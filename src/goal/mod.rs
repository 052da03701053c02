//! Goals: flattened EL unification problems
//!
//! A goal is a set of axioms over the atoms of one [`AtomStore`]:
//! definitions, equations (≡), subsumptions (⊑), disequations (≢) and
//! dissubsumptions (⋢). Every side of an axiom is a conjunction, represented
//! as a set of atom ids; the top concept is dropped from conjunctions.
//!
//! Solvers only see a goal through `&Goal`.

pub mod document;
pub mod unifier;

use std::collections::BTreeSet;
use std::fmt;
use std::hash::{Hash, Hasher};

use indexmap::IndexSet;
use serde::{Deserialize, Serialize};

use crate::atoms::{AtomId, AtomKind, AtomStore};
use crate::error::{UelError, UelResult};

pub use document::{AtomSpec, AxiomSpec, GoalDocument};
pub use unifier::Unifier;

/// Connective of a goal axiom
#[derive(Debug, Clone, Copy, PartialEq, Eq, Hash, PartialOrd, Ord, Serialize, Deserialize)]
#[serde(rename_all = "lowercase")]
pub enum Connective {
    Equivalence,
    Subsumption,
    Disequivalence,
    Dissubsumption,
}

impl Connective {
    pub fn symbol(&self) -> &'static str {
        match self {
            Connective::Equivalence => "≡",
            Connective::Subsumption => "⊑",
            Connective::Disequivalence => "≢",
            Connective::Dissubsumption => "⋢",
        }
    }

    pub fn is_negative(&self) -> bool {
        matches!(self, Connective::Disequivalence | Connective::Dissubsumption)
    }
}

/// An axiom `left ∘ right` between two conjunctions of atoms
#[derive(Debug, Clone, PartialEq, Eq, PartialOrd, Ord, Serialize, Deserialize)]
pub struct Axiom {
    pub left: BTreeSet<AtomId>,
    pub right: BTreeSet<AtomId>,
    pub connective: Connective,
}

impl Axiom {
    pub fn new(left: BTreeSet<AtomId>, right: BTreeSet<AtomId>, connective: Connective) -> Self {
        Self { left, right, connective }
    }

    pub fn atoms(&self) -> impl Iterator<Item = AtomId> + '_ {
        self.left.iter().chain(self.right.iter()).copied()
    }
}

// Hashing only looks at the two sides
impl Hash for Axiom {
    fn hash<H: Hasher>(&self, state: &mut H) {
        self.left.hash(state);
        self.right.hash(state);
    }
}

/// A (possibly primitive) concept definition `defined ≡ definiens`
#[derive(Debug, Clone, PartialEq, Eq, Hash, PartialOrd, Ord, Serialize, Deserialize)]
pub struct Definition {
    pub defined: AtomId,
    pub definiens: BTreeSet<AtomId>,
    /// Primitive definitions only state `defined ⊑ definiens`
    pub primitive: bool,
}

impl Definition {
    pub fn new(defined: AtomId, definiens: BTreeSet<AtomId>, primitive: bool) -> Self {
        Self { defined, definiens, primitive }
    }

    pub fn left(&self) -> BTreeSet<AtomId> {
        BTreeSet::from([self.defined])
    }
}

/// One positive constraint `left ⊑ right` derived from the goal
#[derive(Debug, Clone, PartialEq, Eq)]
pub struct SubsumptionPair {
    pub left: BTreeSet<AtomId>,
    pub right: BTreeSet<AtomId>,
    /// Index of the originating axiom in [`Goal::axioms`]
    pub source: usize,
}

/// One negative constraint derived from the goal
#[derive(Debug, Clone, PartialEq, Eq)]
pub struct NegativeConstraint {
    pub left: BTreeSet<AtomId>,
    pub right: BTreeSet<AtomId>,
    /// Disequations are satisfied by a dissubsumption in either direction
    pub symmetric: bool,
    pub source: usize,
}

/// A unification problem
#[derive(Debug, Clone)]
pub struct Goal {
    id: String,
    store: AtomStore,
    definitions: IndexSet<Definition>,
    equations: IndexSet<Axiom>,
    subsumptions: IndexSet<Axiom>,
    disequations: IndexSet<Axiom>,
    dissubsumptions: IndexSet<Axiom>,
}

impl Goal {
    pub fn new(id: impl Into<String>, store: AtomStore) -> Self {
        Self {
            id: id.into(),
            store,
            definitions: IndexSet::new(),
            equations: IndexSet::new(),
            subsumptions: IndexSet::new(),
            disequations: IndexSet::new(),
            dissubsumptions: IndexSet::new(),
        }
    }

    pub fn id(&self) -> &str {
        &self.id
    }

    pub fn store(&self) -> &AtomStore {
        &self.store
    }

    /// Mutable access for the builder phase; solvers never get this
    pub fn store_mut(&mut self) -> &mut AtomStore {
        &mut self.store
    }

    // ------------------------------------------------------------------------
    // Construction
    // ------------------------------------------------------------------------

    pub fn add_equation(
        &mut self,
        left: impl IntoIterator<Item = AtomId>,
        right: impl IntoIterator<Item = AtomId>,
    ) -> UelResult<()> {
        self.add_axiom(left, right, Connective::Equivalence)
    }

    pub fn add_subsumption(
        &mut self,
        left: impl IntoIterator<Item = AtomId>,
        right: impl IntoIterator<Item = AtomId>,
    ) -> UelResult<()> {
        self.add_axiom(left, right, Connective::Subsumption)
    }

    pub fn add_disequation(
        &mut self,
        left: impl IntoIterator<Item = AtomId>,
        right: impl IntoIterator<Item = AtomId>,
    ) -> UelResult<()> {
        self.add_axiom(left, right, Connective::Disequivalence)
    }

    pub fn add_dissubsumption(
        &mut self,
        left: impl IntoIterator<Item = AtomId>,
        right: impl IntoIterator<Item = AtomId>,
    ) -> UelResult<()> {
        self.add_axiom(left, right, Connective::Dissubsumption)
    }

    /// Add an axiom after checking that all of its atoms are registered
    pub fn add_axiom(
        &mut self,
        left: impl IntoIterator<Item = AtomId>,
        right: impl IntoIterator<Item = AtomId>,
        connective: Connective,
    ) -> UelResult<()> {
        let index = self.axiom_count();
        let left = self.conjunction(left, index)?;
        let right = self.conjunction(right, index)?;
        let axiom = Axiom::new(left, right, connective);
        let set = match connective {
            Connective::Equivalence => &mut self.equations,
            Connective::Subsumption => &mut self.subsumptions,
            Connective::Disequivalence => &mut self.disequations,
            Connective::Dissubsumption => &mut self.dissubsumptions,
        };
        set.insert(axiom);
        Ok(())
    }

    /// Add a definition; a constant on the left becomes a definition variable
    pub fn add_definition(
        &mut self,
        defined: AtomId,
        definiens: impl IntoIterator<Item = AtomId>,
        primitive: bool,
    ) -> UelResult<()> {
        let index = self.axiom_count();
        if !self.store.contains(defined) {
            return Err(UelError::unknown_atom(defined).in_goal(&self.id).at_axiom(index));
        }
        if !self.store.get(defined).is_some_and(|a| a.is_name()) || self.store.is_top(defined) {
            return Err(UelError::type_mismatch(format!(
                "{} cannot be defined",
                self.store.render(defined)
            ))
            .in_goal(&self.id)
            .at_axiom(index));
        }
        let definiens = self.conjunction(definiens, index)?;
        if self.store.is_constant(defined) {
            self.store.classify_as(defined, AtomKind::DefinitionVariable)?;
        }
        self.definitions.insert(Definition::new(defined, definiens, primitive));
        Ok(())
    }

    fn conjunction(
        &self,
        atoms: impl IntoIterator<Item = AtomId>,
        index: usize,
    ) -> UelResult<BTreeSet<AtomId>> {
        let mut set = BTreeSet::new();
        for id in atoms {
            if !self.store.contains(id) {
                return Err(UelError::unknown_atom(id).in_goal(&self.id).at_axiom(index));
            }
            if !self.store.is_top(id) {
                set.insert(id);
            }
        }
        Ok(set)
    }

    // ------------------------------------------------------------------------
    // Views
    // ------------------------------------------------------------------------

    pub fn definitions(&self) -> &IndexSet<Definition> {
        &self.definitions
    }

    pub fn equations(&self) -> &IndexSet<Axiom> {
        &self.equations
    }

    pub fn subsumptions(&self) -> &IndexSet<Axiom> {
        &self.subsumptions
    }

    pub fn disequations(&self) -> &IndexSet<Axiom> {
        &self.disequations
    }

    pub fn dissubsumptions(&self) -> &IndexSet<Axiom> {
        &self.dissubsumptions
    }

    pub fn axiom_count(&self) -> usize {
        self.definitions.len()
            + self.equations.len()
            + self.subsumptions.len()
            + self.disequations.len()
            + self.dissubsumptions.len()
    }

    pub fn has_negative_constraints(&self) -> bool {
        !self.disequations.is_empty() || !self.dissubsumptions.is_empty()
    }

    /// All axioms in a fixed order: definitions (as equations or
    /// subsumptions), equations, subsumptions, disequations, dissubsumptions.
    /// Axiom indices in error contexts refer to this order.
    pub fn axioms(&self) -> Vec<Axiom> {
        let definitions = self.definitions.iter().map(|d| {
            let connective = if d.primitive {
                Connective::Subsumption
            } else {
                Connective::Equivalence
            };
            Axiom::new(d.left(), d.definiens.clone(), connective)
        });
        definitions
            .chain(self.equations.iter().cloned())
            .chain(self.subsumptions.iter().cloned())
            .chain(self.disequations.iter().cloned())
            .chain(self.dissubsumptions.iter().cloned())
            .collect()
    }

    /// Positive constraints normalised to one-directional subsumptions
    pub fn subsumption_pairs(&self) -> Vec<SubsumptionPair> {
        let mut pairs = Vec::new();
        for (source, axiom) in self.axioms().into_iter().enumerate() {
            match axiom.connective {
                Connective::Equivalence => {
                    pairs.push(SubsumptionPair {
                        left: axiom.right.clone(),
                        right: axiom.left.clone(),
                        source,
                    });
                    pairs.push(SubsumptionPair { left: axiom.left, right: axiom.right, source });
                }
                Connective::Subsumption => {
                    pairs.push(SubsumptionPair { left: axiom.left, right: axiom.right, source });
                }
                Connective::Disequivalence | Connective::Dissubsumption => {}
            }
        }
        pairs
    }

    /// Negative constraints, indexed consistently with [`Goal::axioms`]
    pub fn negative_constraints(&self) -> Vec<NegativeConstraint> {
        self.axioms()
            .into_iter()
            .enumerate()
            .filter(|(_, axiom)| axiom.connective.is_negative())
            .map(|(source, axiom)| NegativeConstraint {
                symmetric: axiom.connective == Connective::Disequivalence,
                left: axiom.left,
                right: axiom.right,
                source,
            })
            .collect()
    }

    /// Render an axiom with atom names
    pub fn render_axiom(&self, axiom: &Axiom) -> String {
        format!(
            "{} {} {}",
            self.render_conjunction(&axiom.left),
            axiom.connective.symbol(),
            self.render_conjunction(&axiom.right)
        )
    }

    pub fn render_conjunction(&self, atoms: &BTreeSet<AtomId>) -> String {
        if atoms.is_empty() {
            return crate::atoms::TOP_NAME.to_string();
        }
        atoms
            .iter()
            .map(|&id| self.store.render(id))
            .collect::<Vec<_>>()
            .join(" ⊓ ")
    }
}

impl fmt::Display for Goal {
    fn fmt(&self, f: &mut fmt::Formatter<'_>) -> fmt::Result {
        writeln!(f, "goal {}", self.id)?;
        for axiom in self.axioms() {
            writeln!(f, "  {}", self.render_axiom(&axiom))?;
        }
        Ok(())
    }
}

#[cfg(test)]
mod tests {
    use super::*;
    use crate::error::ErrorCode;

    fn store_with(names: &[&str], vars: &[&str]) -> AtomStore {
        let mut store = AtomStore::with_top();
        for n in names {
            store.constant(n).unwrap();
        }
        for v in vars {
            store.user_variable(v).unwrap();
        }
        store
    }

    #[test]
    fn test_unknown_atom_is_rejected() {
        let mut goal = Goal::new("g", store_with(&["A"], &["X"]));
        let err = goal.add_subsumption([99], [1]).unwrap_err();
        assert_eq!(err.code, ErrorCode::UnknownAtom);
        assert_eq!(err.context_field("goal"), Some("g"));
        assert_eq!(err.context_field("axiom"), Some("0"));
    }

    #[test]
    fn test_top_is_dropped_from_conjunctions() {
        let store = store_with(&["A"], &["X"]);
        let top = store.top().unwrap();
        let a = store.name_id("A").unwrap();
        let x = store.name_id("X").unwrap();
        let mut goal = Goal::new("g", store);
        goal.add_subsumption([x, top], [a]).unwrap();
        let sub = &goal.subsumptions()[0];
        assert_eq!(sub.left, BTreeSet::from([x]));
    }

    #[test]
    fn test_subsumption_pairs_normalise_equations() {
        let store = store_with(&["A", "B"], &["X"]);
        let a = store.name_id("A").unwrap();
        let b = store.name_id("B").unwrap();
        let x = store.name_id("X").unwrap();
        let mut goal = Goal::new("g", store);
        goal.add_equation([x], [a, b]).unwrap();
        goal.add_subsumption([x], [a]).unwrap();

        let pairs = goal.subsumption_pairs();
        assert_eq!(pairs.len(), 3);
        assert_eq!(pairs[0].left, BTreeSet::from([a, b]));
        assert_eq!(pairs[0].right, BTreeSet::from([x]));
        assert_eq!(pairs[2].source, 1);
    }

    #[test]
    fn test_definition_makes_defined_name_variable() {
        let store = store_with(&["A", "B"], &[]);
        let a = store.name_id("A").unwrap();
        let b = store.name_id("B").unwrap();
        let mut goal = Goal::new("g", store);
        goal.add_definition(a, [b], true).unwrap();

        assert!(goal.store().definition_variables().contains(&a));
        let pairs = goal.subsumption_pairs();
        assert_eq!(pairs.len(), 1, "primitive definitions are one-directional");
        assert_eq!(goal.axioms()[0].connective, Connective::Subsumption);
    }

    #[test]
    fn test_existential_cannot_be_defined() {
        let mut store = store_with(&["A"], &[]);
        let a = store.name_id("A").unwrap();
        let ra = store.existential("r", a).unwrap();
        let mut goal = Goal::new("g", store);
        let err = goal.add_definition(ra, [a], false).unwrap_err();
        assert_eq!(err.code, ErrorCode::TypeMismatch);
    }

    #[test]
    fn test_negative_constraints_indexing() {
        let store = store_with(&["A", "B"], &["X"]);
        let a = store.name_id("A").unwrap();
        let b = store.name_id("B").unwrap();
        let x = store.name_id("X").unwrap();
        let mut goal = Goal::new("g", store);
        goal.add_subsumption([x], [a]).unwrap();
        goal.add_dissubsumption([x], [b]).unwrap();
        goal.add_disequation([a], [a]).unwrap();

        assert!(goal.has_negative_constraints());
        let negs = goal.negative_constraints();
        assert_eq!(negs.len(), 2);
        assert!(negs[0].symmetric);
        assert_eq!(negs[0].source, 1);
        assert_eq!(negs[1].source, 2);
    }

    #[test]
    fn test_display() {
        let store = store_with(&["A", "B"], &["X"]);
        let a = store.name_id("A").unwrap();
        let b = store.name_id("B").unwrap();
        let x = store.name_id("X").unwrap();
        let mut goal = Goal::new("demo", store);
        goal.add_equation([x], [a, b]).unwrap();
        assert!(goal.to_string().contains("X ≡ A ⊓ B"));
    }
}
※
What you need to do —
Beginning with the line in which "assert_eq!(negs[0].source, 1);" appears, set down each line through the last one in the listing, unchanged and with no extras.

Solution for this problem —
        assert_eq!(negs[0].source, 1);
        assert_eq!(negs[1].source, 2);
    }

    #[test]
    fn test_display() {
        let store = store_with(&["A", "B"], &["X"]);
        let a = store.name_id("A").unwrap();
        let b = store.name_id("B").unwrap();
        let x = store.name_id("X").unwrap();
        let mut goal = Goal::new("demo", store);
        goal.add_equation([x], [a, b]).unwrap();
        assert!(goal.to_string().contains("X ≡ A ⊓ B"));
    }
}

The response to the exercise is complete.